The unique features of Campylobacter species should also be considered. C. jejuni is the most common species in human infections and frequently causes gastroenteritis, but fewer complications develop outside the gastrointestinal tract14,16. Notably, our data revealed that C. jejuni potentially causes bacteremia and demonstrates a FUO-like presentation as well, which has also been pointed out in the preceding literature5,6. Despite being a rare species for human infection, C. fetus is more common in agriculture or livestock with cattle and sheep as the main reservoirs and tends to cause bacteremia without apparent gastroenteritis in humans18,19. Thus, the isolation of various Campylobacter species other than C. jejuni in FP type was consistent with previous findings. This finding can be partly attributed to the improvement in bacterial identification in microbiological laboratories20.

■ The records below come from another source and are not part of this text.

//! Per-channel circuit breaker.
//!
//! # States
//! - Available: the channel receives traffic
//! - Tripped: the channel is excluded from selection until its cooldown elapses
//!
//! # State Transitions
//! ```text
//! Available → Tripped: hard failure, or consecutive failures > failure_threshold
//! Tripped → Available: a recorded success (cooldown expiry alone does not flip the flag)
//! ```
//!
//! Every field is its own atomic. Readers may observe a freshly incremented
//! failure counter before the matching state flip; no cross-field atomicity
//! is provided.

use serde::{Deserialize, Serialize};
use std::sync::atomic::{AtomicU32, AtomicU64, AtomicU8, Ordering};
use std::time::{Duration, SystemTime, UNIX_EPOCH};

/// Default cooldown before a tripped channel may be retried.
pub const DEFAULT_COOLDOWN: Duration = Duration::from_secs(10 * 60);

/// Default number of consecutive soft failures tolerated before tripping.
pub const DEFAULT_FAILURE_THRESHOLD: u32 = 10;

/// Sentinel for "never tripped".
const NEVER: u64 = u64::MAX;

/// Breaker state flag.
#[repr(u8)]
#[derive(Debug, Clone, Copy, PartialEq, Eq, Serialize, Deserialize)]
#[serde(rename_all = "snake_case")]
pub enum BreakerState {
    Available = 0,
    Tripped = 1,
}

impl From<u8> for BreakerState {
    fn from(val: u8) -> Self {
        match val {
            1 => BreakerState::Tripped,
            _ => BreakerState::Available,
        }
    }
}

/// Tunables for a breaker.
#[derive(Debug, Clone, Copy, PartialEq, Eq)]
pub struct BreakerSettings {
    /// How long a tripped channel waits before it is allowed a retry.
    pub cooldown: Duration,
    /// Consecutive soft failures tolerated; the next one trips the breaker.
    pub failure_threshold: u32,
}

impl Default for BreakerSettings {
    fn default() -> Self {
        Self {
            cooldown: DEFAULT_COOLDOWN,
            failure_threshold: DEFAULT_FAILURE_THRESHOLD,
        }
    }
}

/// Point-in-time view of a breaker, suitable for reporting or persisting.
#[derive(Debug, Clone, Copy, PartialEq, Eq, Serialize, Deserialize)]
pub struct BreakerSnapshot {
    pub state: BreakerState,
    /// Trip time in milliseconds since the Unix epoch.
    pub tripped_at_ms: Option<u64>,
    pub consecutive_failures: u32,
}

/// Lock-free breaker state machine embedded in every channel.
#[derive(Debug)]
pub struct Breaker {
    state: AtomicU8,
    tripped_at_ms: AtomicU64,
    consecutive_failures: AtomicU32,
    cooldown_ms: AtomicU64,
    failure_threshold: AtomicU32,
}

impl Default for Breaker {
    fn default() -> Self {
        Self::new(BreakerSettings::default())
    }
}

impl Breaker {
    /// Create an available breaker with zero failures.
    pub fn new(settings: BreakerSettings) -> Self {
        Self {
            state: AtomicU8::new(BreakerState::Available as u8),
            tripped_at_ms: AtomicU64::new(NEVER),
            consecutive_failures: AtomicU32::new(0),
            cooldown_ms: AtomicU64::new(duration_millis(settings.cooldown)),
            failure_threshold: AtomicU32::new(settings.failure_threshold),
        }
    }

    /// Apply settings and optionally restore a previously persisted snapshot.
    ///
    /// Only the trip time and failure counter are restored; the state is left
    /// as it is. Calling this again with the same arguments yields the same
    /// breaker.
    pub fn initialize(
        &self,
        settings: BreakerSettings,
        tripped_at: Option<SystemTime>,
        consecutive_failures: Option<u32>,
    ) {
        self.cooldown_ms
            .store(duration_millis(settings.cooldown), Ordering::Relaxed);
        self.failure_threshold
            .store(settings.failure_threshold, Ordering::Relaxed);

        if let Some(at) = tripped_at {
            let millis = at
                .duration_since(UNIX_EPOCH)
                .map(duration_millis)
                .unwrap_or(0);
            self.tripped_at_ms.store(millis, Ordering::Relaxed);
        }
        if let Some(failures) = consecutive_failures {
            self.consecutive_failures.store(failures, Ordering::Relaxed);
        }
    }

    pub fn state(&self) -> BreakerState {
        BreakerState::from(self.state.load(Ordering::Acquire))
    }

    /// True iff the state flag is `Available`.
    pub fn is_available(&self) -> bool {
        self.state() == BreakerState::Available
    }

    /// True iff the breaker is available or its cooldown window has elapsed.
    pub fn allows_request(&self) -> bool {
        self.is_available() || self.is_after_cooldown()
    }

    /// Reset all bookkeeping. Returns true if the breaker was tripped before.
    pub fn record_success(&self) -> bool {
        self.consecutive_failures.store(0, Ordering::Relaxed);
        self.tripped_at_ms.store(NEVER, Ordering::Relaxed);
        let prev = self
            .state
            .swap(BreakerState::Available as u8, Ordering::AcqRel);
        BreakerState::from(prev) == BreakerState::Tripped
    }

    /// Trip unconditionally and restart the cooldown window.
    /// Returns true if the breaker was available before.
    pub fn trip(&self) -> bool {
        self.tripped_at_ms.store(now_millis(), Ordering::Relaxed);
        let prev = self
            .state
            .swap(BreakerState::Tripped as u8, Ordering::AcqRel);
        BreakerState::from(prev) == BreakerState::Available
    }

    /// Count a soft failure and trip once the count exceeds the threshold.
    /// The counter is not reset by tripping. Returns true if this call
    /// moved the breaker from available to tripped.
    pub fn record_failure(&self) -> bool {
        let failures = self
            .consecutive_failures
            .fetch_add(1, Ordering::Relaxed)
            .wrapping_add(1);
        if failures > self.failure_threshold.load(Ordering::Relaxed) {
            return self.trip();
        }
        false
    }

    pub fn consecutive_failures(&self) -> u32 {
        self.consecutive_failures.load(Ordering::Relaxed)
    }

    pub fn failure_threshold(&self) -> u32 {
        self.failure_threshold.load(Ordering::Relaxed)
    }

    pub fn cooldown(&self) -> Duration {
        Duration::from_millis(self.cooldown_ms.load(Ordering::Relaxed))
    }

    /// Time of the most recent trip, if any.
    pub fn tripped_at(&self) -> Option<SystemTime> {
        match self.tripped_at_ms.load(Ordering::Relaxed) {
            NEVER => None,
            millis => UNIX_EPOCH.checked_add(Duration::from_millis(millis)),
        }
    }

    pub fn snapshot(&self) -> BreakerSnapshot {
        let tripped_at_ms = match self.tripped_at_ms.load(Ordering::Relaxed) {
            NEVER => None,
            millis => Some(millis),
        };
        BreakerSnapshot {
            state: self.state(),
            tripped_at_ms,
            consecutive_failures: self.consecutive_failures(),
        }
    }

    fn is_after_cooldown(&self) -> bool {
        let tripped_at = self.tripped_at_ms.load(Ordering::Relaxed);
        if tripped_at == NEVER {
            return true;
        }
        let cooldown = self.cooldown_ms.load(Ordering::Relaxed);
        now_millis() > tripped_at.saturating_add(cooldown)
    }
}

pub(crate) fn duration_millis(d: Duration) -> u64 {
    u64::try_from(d.as_millis()).unwrap_or(u64::MAX)
}

fn now_millis() -> u64 {
    SystemTime::now()
        .duration_since(UNIX_EPOCH)
        .map(duration_millis)
        .unwrap_or_default()
}

#[cfg(test)]
mod tests {
    use super::*;
    use std::sync::Arc;
    use std::thread;

    fn breaker(cooldown_ms: u64, threshold: u32) -> Breaker {
        Breaker::new(BreakerSettings {
            cooldown: Duration::from_millis(cooldown_ms),
            failure_threshold: threshold,
        })
    }

    #[test]
    fn test_initial_state() {
        let b = Breaker::default();
        assert!(b.is_available());
        assert!(b.allows_request());
        assert_eq!(b.consecutive_failures(), 0);
        assert_eq!(b.tripped_at(), None);
        assert_eq!(b.cooldown(), DEFAULT_COOLDOWN);
        assert_eq!(b.failure_threshold(), DEFAULT_FAILURE_THRESHOLD);
    }

    #[test]
    fn test_trip_blocks_until_cooldown() {
        let b = breaker(50, 10);
        assert!(b.trip());
        assert!(!b.is_available());
        assert!(!b.allows_request());
        assert!(b.tripped_at().is_some());

        thread::sleep(Duration::from_millis(120));

        // Eligible again, but the flag only flips on success.
        assert!(b.allows_request());
        assert!(!b.is_available());
    }

    #[test]
    fn test_success_resets_everything() {
        let b = breaker(60_000, 2);
        for _ in 0..5 {
            b.record_failure();
        }
        assert!(!b.is_available());

        assert!(b.record_success());
        assert!(b.is_available());
        assert!(b.allows_request());
        assert_eq!(b.consecutive_failures(), 0);
        assert_eq!(b.tripped_at(), None);

        // Already available: no transition reported.
        assert!(!b.record_success());
    }

    #[test]
    fn test_threshold_exceeded_trips() {
        let b = breaker(60_000, 3);
        for _ in 0..3 {
            assert!(!b.record_failure());
        }
        assert!(b.is_available());

        assert!(b.record_failure());
        assert!(!b.is_available());
        assert_eq!(b.consecutive_failures(), 4);

        // Further failures keep counting and restart the cooldown.
        assert!(!b.record_failure());
        assert_eq!(b.consecutive_failures(), 5);
    }

    #[test]
    fn test_repeated_trip_reports_single_transition() {
        let b = Breaker::default();
        assert!(b.trip());
        assert!(!b.trip());
    }

    #[test]
    fn test_initialize_restores_snapshot() {
        let b = Breaker::default();
        let tripped_at = SystemTime::now();
        b.initialize(
            BreakerSettings {
                cooldown: Duration::from_secs(30),
                failure_threshold: 4,
            },
            Some(tripped_at),
            Some(7),
        );

        assert_eq!(b.cooldown(), Duration::from_secs(30));
        assert_eq!(b.failure_threshold(), 4);
        assert_eq!(b.consecutive_failures(), 7);
        assert_eq!(b.state(), BreakerState::Available);
        assert!(b.is_available());
        assert!(b.allows_request());

        let snapshot = b.snapshot();
        assert_eq!(snapshot.state, BreakerState::Available);
        assert_eq!(snapshot.consecutive_failures, 7);
        assert!(snapshot.tripped_at_ms.is_some());
    }

    #[test]
    fn test_restored_trip_time_governs_next_trip() {
        let b = Breaker::default();
        b.initialize(
            BreakerSettings {
                cooldown: Duration::from_secs(60),
                failure_threshold: 2,
            },
            Some(SystemTime::now()),
            Some(2),
        );
        assert!(b.is_available());

        // The restored counter is already at the threshold; one more trips.
        assert!(b.record_failure());
        assert_eq!(b.state(), BreakerState::Tripped);
        assert!(!b.allows_request());
    }

    #[test]
    fn test_duration_millis_saturates() {
        assert_eq!(duration_millis(Duration::from_millis(1500)), 1500);
        assert_eq!(duration_millis(Duration::MAX), u64::MAX);
    }

    #[test]
    fn test_initialize_without_snapshot_keeps_state() {
        let b = Breaker::default();
        b.initialize(
            BreakerSettings {
                cooldown: Duration::from_secs(1),
                failure_threshold: 1,
            },
            None,
            None,
        );
        assert!(b.is_available());
        assert_eq!(b.consecutive_failures(), 0);
    }

    #[test]
    fn test_concurrent_failures_are_all_counted() {
        let b = Arc::new(breaker(60_000, 1_000_000));
        thread::scope(|s| {
            for _ in 0..8 {
                let b = b.clone();
                s.spawn(move || {
                    for _ in 0..1000 {
                        b.record_failure();
                    }
                });
            }
        });
        assert_eq!(b.consecutive_failures(), 8000);
        assert!(b.is_available());
    }
}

Previous studies estimated the mortality rate of Campylobacter bacteremia to be 4–28%5,21, whereas no hospital deaths were observed in our study. Although details of the direct causes of death in these reports were unavailable and it is difficult to simply compare our cohort with those included in preceding studies, our study also included some patients with complicated, immunocompromised underlying diseases. Delayed appropriate antimicrobial therapy, as a consequence of a lack of clinical symptoms, is reportedly associated with high mortality, defining the prognosis of Campylobacter bacteremia14,22. However, the time from onset to diagnosis did not differ between GE and FP types in the present study. Further studies with larger case numbers are needed to clarify this point.

One strength of this study is that we stratified the cases from a clinical perspective based on the presence of symptoms of gastroenteritis. Previous studies on Campylobacter infections have focused on the differences in bacterial species, and our results should thereby provide valuable additional information for clinicians. Nevertheless, this study has some limitations. First, due to the retrospective nature of the study, there were some missing values in clinical and microbiological data. Due to the study design, GE symptoms may have been overlooked in some cases of FP type, which cannot be optimized any further. Second, a selection bias may have existed because only blood culture-positive cases were included. Third, this study could not provide epidemiological data, such as the incidence or prevalence of bacteremia cases among Campylobacter infections. Forth, there may be interviewer bias in examining exposure history in the GE type. Finally, due to the limited number of cases, we could not apply multivariate analysis to identify clinical and microbiological factors to distinguish between ancillary information of the GE and FP types. Despite these limitations, we believe that our study provides additional data for understanding Campylobacter bacteremia.

In conclusion, we revealed the clinical and microbiological characteristics of Campylobacter bacteremia through a multicenter investigation. Nearly half of the patients showed fever-predominant manifestations, and their clinical backgrounds were comparable to those of patients with gastroenteritis symptoms. However, patients with fever-predominant Campylobacter bacteremia require longer treatment and hospitalization periods. Clinicians should recognize that patients with Campylobacter infections can present with fever alone as those with FUO do, even in the absence of conventional GE symptoms.